Quando, em Agosto deste ano, o actual Ministério da Educação anunciou que ia avaliar o impacto dos manuais digitais suspendendo, entretanto,...
-
Perguntaram-me da revista Visão Júnior: "Porque é que o lume é azul? Gostava mesmo de saber porque, quando a minha mãe está a cozinh...
-
Usa-se muitas vezes a expressão «argumento de autoridade» como sinónimo de «mau argumento de autoridade». Todavia, nem todos os argumentos d...
-
A “Atlantís” disponibilizou o seu número mais recente (em acesso aberto). Convidamos a navegar pelo sumário da revista para aceder à in...
4 comentários:
Realmente é muito estranho que alguém há 84 anos tenha conseguido fazer um retrato tão fiel de um país que ainda hoje pouco difere da imagem dessa altura.

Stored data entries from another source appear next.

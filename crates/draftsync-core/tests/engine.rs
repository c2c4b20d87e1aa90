//! End-to-end engine tests: optimistic mutations, debounce coalescing,
//! conflict resolution, offline handling, and crash recovery.

use std::sync::{Arc, Mutex};
use std::time::Duration;

use pretty_assertions::assert_eq;

use draftsync_core::cache::{MemoryCache, SnapshotCache};
use draftsync_core::remote::{MemoryEventSink, MemoryRemoteStore, RemoteDraft};
use draftsync_core::{
    CampaignFormData, ClientIdentity, ConflictResolution, DraftEngine, DraftEventType, DraftQuery,
    DraftStatus, EngineConfig, FormField, SortBy, SortOrder,
};

struct Harness {
    engine: DraftEngine,
    remote: Arc<MemoryRemoteStore>,
    sink: Arc<MemoryEventSink>,
    cache: Arc<MemoryCache>,
}

fn harness(config: EngineConfig) -> Harness {
    let remote = Arc::new(MemoryRemoteStore::new());
    let sink = Arc::new(MemoryEventSink::new());
    let cache = Arc::new(MemoryCache::new());
    let engine = DraftEngine::new(remote.clone(), cache.clone(), config)
        .with_event_sink(sink.clone());
    Harness {
        engine,
        remote,
        sink,
        cache,
    }
}

fn quiet_config() -> EngineConfig {
    EngineConfig::default()
        .without_auto_sync()
        .with_debounce_interval(Duration::from_millis(50))
}

/// Simulate another client bumping the remote copy of a draft.
fn remote_write(
    remote: &MemoryRemoteStore,
    base: &RemoteDraft,
    mutate: impl FnOnce(&mut RemoteDraft),
) {
    let other = ClientIdentity::generate();
    let mut copy = base.clone();
    copy.client_id = other.client_id;
    copy.session_id = other.session_id;
    copy.version += 1;
    mutate(&mut copy);
    remote.put(copy);
}

#[tokio::test]
async fn updates_are_last_write_wins_and_version_counts_calls() {
    let h = harness(quiet_config());
    let draft = h.engine.create_draft("u1", None).unwrap();

    h.engine
        .update_field(draft.id, FormField::Title, "first")
        .unwrap();
    h.engine
        .update_field(draft.id, FormField::Title, "second")
        .unwrap();
    h.engine
        .update_field(draft.id, FormField::GoalAmount, 1_000u64)
        .unwrap();
    let latest = h
        .engine
        .update_field(draft.id, FormField::Title, "final")
        .unwrap();

    assert_eq!(latest.form_data.title, "final");
    assert_eq!(latest.form_data.goal_amount, 1_000);
    assert_eq!(latest.version, draft.version + 4);
    assert_eq!(latest.status, DraftStatus::Syncing);
}

#[tokio::test]
async fn update_on_unknown_draft_is_not_found() {
    let h = harness(quiet_config());
    let missing = draftsync_core::DraftId::new();
    let err = h
        .engine
        .update_field(missing, FormField::Title, "x")
        .unwrap_err();
    assert!(matches!(err, draftsync_core::Error::NotFound(_)));
}

#[tokio::test]
async fn debounce_coalesces_edit_bursts_into_one_sync() {
    let h = harness(quiet_config());
    let draft = h.engine.create_draft("u1", None).unwrap();

    for i in 0..5 {
        h.engine
            .update_field(draft.id, FormField::Title, format!("title {i}"))
            .unwrap();
    }
    tokio::time::sleep(Duration::from_millis(250)).await;

    assert_eq!(h.remote.upsert_count(), 1);
    let synced = h.engine.draft(draft.id).unwrap();
    assert_eq!(synced.status, DraftStatus::Synced);
    assert_eq!(synced.form_data.title, "title 4");
    assert_eq!(synced.metadata.auto_save_count, 1);
}

#[tokio::test]
async fn sync_is_idempotent_without_changes() {
    let h = harness(quiet_config());
    let draft = h.engine.create_draft("u1", None).unwrap();

    let first = h.engine.sync_draft(draft.id).await.unwrap();
    let second = h.engine.sync_draft(draft.id).await.unwrap();

    assert!(first.success);
    assert!(second.success);
    assert_eq!(first.conflicts, Vec::new());
    assert_eq!(second.conflicts, Vec::new());
    assert_eq!(h.engine.draft(draft.id).unwrap().status, DraftStatus::Synced);
}

#[tokio::test]
async fn longer_remote_title_wins_and_is_marked_remote() {
    let h = harness(quiet_config());
    let draft = h.engine.create_draft("u1", None).unwrap();
    h.engine.sync_draft(draft.id).await.unwrap();

    let base = h.remote.get(draft.id).unwrap();
    remote_write(&h.remote, &base, |copy| {
        copy.form_data.title = "ABCDE".to_string();
    });
    h.engine
        .update_field(draft.id, FormField::Title, "A")
        .unwrap();

    let result = h.engine.sync_draft(draft.id).await.unwrap();
    assert!(result.success);
    assert_eq!(result.conflicts.len(), 1);
    let conflict = &result.conflicts[0];
    assert_eq!(conflict.field, FormField::Title);
    assert!(conflict.resolved);
    assert_eq!(conflict.resolution, Some(ConflictResolution::Remote));

    let merged = h.engine.draft(draft.id).unwrap();
    assert_eq!(merged.form_data.title, "ABCDE");
    assert_eq!(merged.status, DraftStatus::Synced);
    assert_eq!(merged.conflicts.len(), 1);
}

#[tokio::test]
async fn non_zero_goal_wins_in_both_directions() {
    // Local zero, remote non-zero.
    let h = harness(quiet_config());
    let draft = h.engine.create_draft("u1", None).unwrap();
    h.engine.sync_draft(draft.id).await.unwrap();
    let base = h.remote.get(draft.id).unwrap();
    remote_write(&h.remote, &base, |copy| {
        copy.form_data.goal_amount = 5;
    });
    // Touch an unrelated field so the local copy has pending changes to push.
    h.engine
        .update_field(draft.id, FormField::Description, "desc")
        .unwrap();
    let result = h.engine.sync_draft(draft.id).await.unwrap();
    let goal = result
        .conflicts
        .iter()
        .find(|c| c.field == FormField::GoalAmount)
        .unwrap();
    assert_eq!(goal.resolution, Some(ConflictResolution::Remote));
    assert_eq!(h.engine.draft(draft.id).unwrap().form_data.goal_amount, 5);

    // Local non-zero, remote zero.
    let h = harness(quiet_config());
    let draft = h.engine.create_draft("u1", None).unwrap();
    h.engine.sync_draft(draft.id).await.unwrap();
    let base = h.remote.get(draft.id).unwrap();
    remote_write(&h.remote, &base, |copy| {
        copy.form_data.description = "remote description".to_string();
    });
    h.engine
        .update_field(draft.id, FormField::GoalAmount, 5u64)
        .unwrap();
    let result = h.engine.sync_draft(draft.id).await.unwrap();
    let goal = result
        .conflicts
        .iter()
        .find(|c| c.field == FormField::GoalAmount)
        .unwrap();
    assert_eq!(goal.resolution, Some(ConflictResolution::Local));
    assert_eq!(h.engine.draft(draft.id).unwrap().form_data.goal_amount, 5);
}

#[tokio::test]
async fn completion_percentage_tracks_required_fields() {
    let h = harness(quiet_config());
    let draft = h
        .engine
        .create_draft(
            "u1",
            Some(CampaignFormData {
                title: String::new(),
                description: String::new(),
                ..CampaignFormData::default()
            }),
        )
        .unwrap();
    assert_eq!(draft.metadata.completion_percentage, 0);

    h.engine
        .update_field(draft.id, FormField::Title, "Orange node")
        .unwrap();
    h.engine
        .update_field(draft.id, FormField::Description, "Fund a node")
        .unwrap();
    h.engine
        .update_field(draft.id, FormField::BitcoinAddress, "bc1qexample")
        .unwrap();
    let full = h
        .engine
        .update_field(draft.id, FormField::GoalAmount, 100_000u64)
        .unwrap();
    assert_eq!(full.metadata.completion_percentage, 100);
}

#[tokio::test]
async fn query_sorts_titles_ascending() {
    let h = harness(quiet_config());
    for title in ["Zebra", "Apple"] {
        h.engine
            .create_draft(
                "u1",
                Some(CampaignFormData {
                    title: title.to_string(),
                    ..CampaignFormData::default()
                }),
            )
            .unwrap();
    }
    h.engine.create_draft("u2", None).unwrap();

    let query = DraftQuery {
        owner_id: Some("u1".to_string()),
        sort_by: SortBy::Title,
        sort_order: SortOrder::Asc,
        ..DraftQuery::default()
    };
    let results = h.engine.query_drafts(&query);
    let titles: Vec<&str> = results.iter().map(|d| d.title.as_str()).collect();
    assert_eq!(titles, vec!["Apple", "Zebra"]);
}

#[tokio::test]
async fn subscribers_see_each_mutation_until_unsubscribed() {
    let h = harness(quiet_config());
    let draft = h.engine.create_draft("u1", None).unwrap();

    let seen: Arc<Mutex<Vec<String>>> = Arc::new(Mutex::new(Vec::new()));
    let sink = seen.clone();
    let subscription = h.engine.subscribe(draft.id, move |state| {
        sink.lock().unwrap().push(state.form_data.title.clone());
    });

    h.engine
        .update_field(draft.id, FormField::Title, "one")
        .unwrap();
    h.engine
        .update_field(draft.id, FormField::Title, "two")
        .unwrap();
    assert_eq!(seen.lock().unwrap().clone(), vec!["one", "two"]);

    subscription.unsubscribe();
    subscription.unsubscribe(); // idempotent
    h.engine
        .update_field(draft.id, FormField::Title, "three")
        .unwrap();
    assert_eq!(seen.lock().unwrap().len(), 2);
}

#[tokio::test]
async fn offline_remote_flips_status_and_recovers() {
    let h = harness(quiet_config());
    let draft = h.engine.create_draft("u1", None).unwrap();

    h.remote.set_offline(true);
    let failed = h.engine.sync_draft(draft.id).await.unwrap();
    assert!(!failed.success);
    assert!(failed.error.is_some());
    assert_eq!(h.engine.draft(draft.id).unwrap().status, DraftStatus::Offline);

    // Edits are still accepted while offline.
    h.engine
        .update_field(draft.id, FormField::Title, "queued edit")
        .unwrap();

    h.remote.set_offline(false);
    let recovered = h.engine.sync_draft(draft.id).await.unwrap();
    assert!(recovered.success);
    assert_eq!(h.engine.draft(draft.id).unwrap().status, DraftStatus::Synced);
    assert_eq!(
        h.remote.get(draft.id).unwrap().form_data.title,
        "queued edit"
    );
}

#[tokio::test]
async fn manual_save_syncs_immediately_and_counts() {
    let h = harness(quiet_config());
    let draft = h.engine.create_draft("u1", None).unwrap();
    h.engine
        .update_field(draft.id, FormField::Title, "manual")
        .unwrap();

    let result = h.engine.manual_save(draft.id).await.unwrap();
    assert!(result.success);
    assert_eq!(h.remote.upsert_count(), 1);

    let saved = h.engine.draft(draft.id).unwrap();
    assert_eq!(saved.status, DraftStatus::Synced);
    assert_eq!(saved.metadata.manual_save_count, 1);

    // The pending debounce was cancelled; no second sync follows.
    tokio::time::sleep(Duration::from_millis(150)).await;
    assert_eq!(h.remote.upsert_count(), 1);
}

#[tokio::test]
async fn snapshots_restore_into_a_fresh_engine() {
    let h = harness(quiet_config());
    let draft = h.engine.create_draft("u1", None).unwrap();
    let edited = h
        .engine
        .update_field(draft.id, FormField::Title, "survives restart")
        .unwrap();

    // A second engine sharing the same cache, as after a process restart.
    let second = DraftEngine::new(
        Arc::new(MemoryRemoteStore::new()),
        h.cache.clone() as Arc<dyn SnapshotCache>,
        quiet_config(),
    );
    let restored = second.restore_from_cache().unwrap();
    assert_eq!(restored, 1);
    assert_eq!(second.draft(draft.id), Some(edited));

    // Restoring again does not duplicate or clobber.
    assert_eq!(second.restore_from_cache().unwrap(), 0);
}

#[tokio::test]
async fn background_timer_syncs_without_edits() {
    let h = harness(
        EngineConfig::default()
            .with_sync_interval(Duration::from_millis(50))
            .with_debounce_interval(Duration::from_millis(10)),
    );
    let draft = h.engine.create_draft("u1", None).unwrap();

    tokio::time::sleep(Duration::from_millis(200)).await;
    assert!(h.remote.upsert_count() >= 1);
    assert_eq!(h.engine.draft(draft.id).unwrap().status, DraftStatus::Synced);

    h.engine.shutdown();
}

#[tokio::test]
async fn audit_trail_records_the_session_story() {
    let h = harness(quiet_config());
    let draft = h.engine.create_draft("u1", None).unwrap();
    h.engine
        .update_field(draft.id, FormField::Title, "audited")
        .unwrap();
    h.engine.set_step(draft.id, 2).unwrap();
    // Manual save cancels the pending debounce, keeping the log deterministic.
    h.engine.manual_save(draft.id).await.unwrap();

    let types: Vec<DraftEventType> = h
        .engine
        .events(draft.id)
        .iter()
        .map(|event| event.event_type)
        .collect();
    assert_eq!(
        types,
        vec![
            DraftEventType::DraftCreated,
            DraftEventType::FieldUpdated,
            DraftEventType::StepChanged,
            DraftEventType::ManualSave,
            DraftEventType::SyncCompleted,
        ]
    );

    // The sink receives the same events asynchronously.
    tokio::time::sleep(Duration::from_millis(100)).await;
    assert_eq!(h.sink.events().len(), 5);
}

Talvez as únicas diferenças sejam apenas estas:
- já não se usam cartas e correio, os telemóveis são mais rápidos e não necessitam de escrita, muito conveniente numa população que passou de 50% de analfabetismo para uns gloriosos 95%;
- já não há colónias;
- o dinheiro já não sai para Londres mas para um dos inúmeros paraísos fiscais;
- a ditadura já passou por cá e foi substituída.
Excelente texto, sempre oportuno.
Terá sido este texto a incutir nos portugueses esta megalómana ideia de construir auto-estradas para todo o lugar, umas ao lado das outras?
Um retrato fiel da portugalidade, não actual mas útil para entendermos a actualidade.
Só a nortada é imutável.
Meus Amigos
Ass.: G. Welles o parvalhão
É verdade que andámos, e bem, sempre à cata do "el dourado", máxime essa coisa da "UE", mas depois falta-nos, em casa, o engenho e a arte para multiplicarmos os pãezinhos, além de que, por norma, as talegas têm ficado quase sempre em meia dúzia de alforges. Verdade seja dita, hoje, uma espécie de roedores, têm-se multiplicado aos milhares(?), e o "ouro da UE" usado para encher essas lustrosas barrigonas. Desde 1143, data que tem de ser ajustada 36(?) anos que o povão vive em ditadura, e pelos vistos adora esse regime, embora, para disfarçar, vá dando uns gritinhos de vez em quando, seja em 1822, 1910, 1926, 1974, culminando no pleno, e actual, regime coreano nortenho (branco), não confundir com socratismo. Veja-se em; http://www.citador.pt/cact.php?op=7&author=70&firstrec=0
Os problemas dos tugas, ou de qualquer outro país, nunca hão-de ser resolvidos pelos salvadores da pátria, seja o Sebastião, Pombal, Sidónio, Salazar, Caetano, Soares, Sá Carneiro, e outra plebe. O pessoal sempre foi especialista em razias, e prantos, e parco em iniciativas. Todos os países, como as quintas, são viáveis, e não precisamos de nos pendurar aos espanhóis, embora, quiçá, ganhássemos algum salero. É para isso que existem as relações económicas internacionais, e a globalização.
Todavia, o retrato que G. Welles, em 1927, ou em qualquer outra época, faz da rapaziada portuguesa é nojento, e revela como os "bifes" nos viam num passado não muito longínquo. Por sinal vivi até à adolescência numa colónia britânica no Alentejo baixo, e o retrato do tacanho do Welles peca por defeito. O pessoal não usava remendos mas buracos na roupa, no estômago, nas carnes e no íntimo, a maioria deles causados pelos pares do G. Welles.
Abração
Gil Teixeira
fortíssimo este texto. Mas qual é a explicação para este estado de coisas que dura há 5 séculos?
Em pequeno ouvi muitas vezes dizer que as elites portuguesas tinham desaparecido em Alcácer Quibir e determinado o futuro negro do pais. Mas nunca acreditei muito nisso. Acho que é algo cultural. Acho que tem a ver com a tendencia para a arrogancia e o facto de esta não fazer parte dos pecados mortais.
as pessoas que têm um mínimo de sucesso tornam-se arrogantes, o sucesso passa a ser visto como um «mal», um empresário é uma pessoa mal vista, inovar, fazer as coisas avançar, é visto como se de um pecado se tratasse.
O drama do fim do séc xv não terá sido essa batalha mas a expulsão dos empresários - que eram judeus.
O certo, certo, é que me farto de ouvir as pessoas falarem dos empresários como se fossem ladrões. Inveja? O certo certo é que quase só vai para empresário quem não consegue arranjar emprego. O certo certo é que os cursos de empreendedorismo no ensino oficial são só para aqueles que abandonam o ensino obrigatório. Ser empresário é próprio dos «burros» neste pais.E assim não há desenvolvimento possível.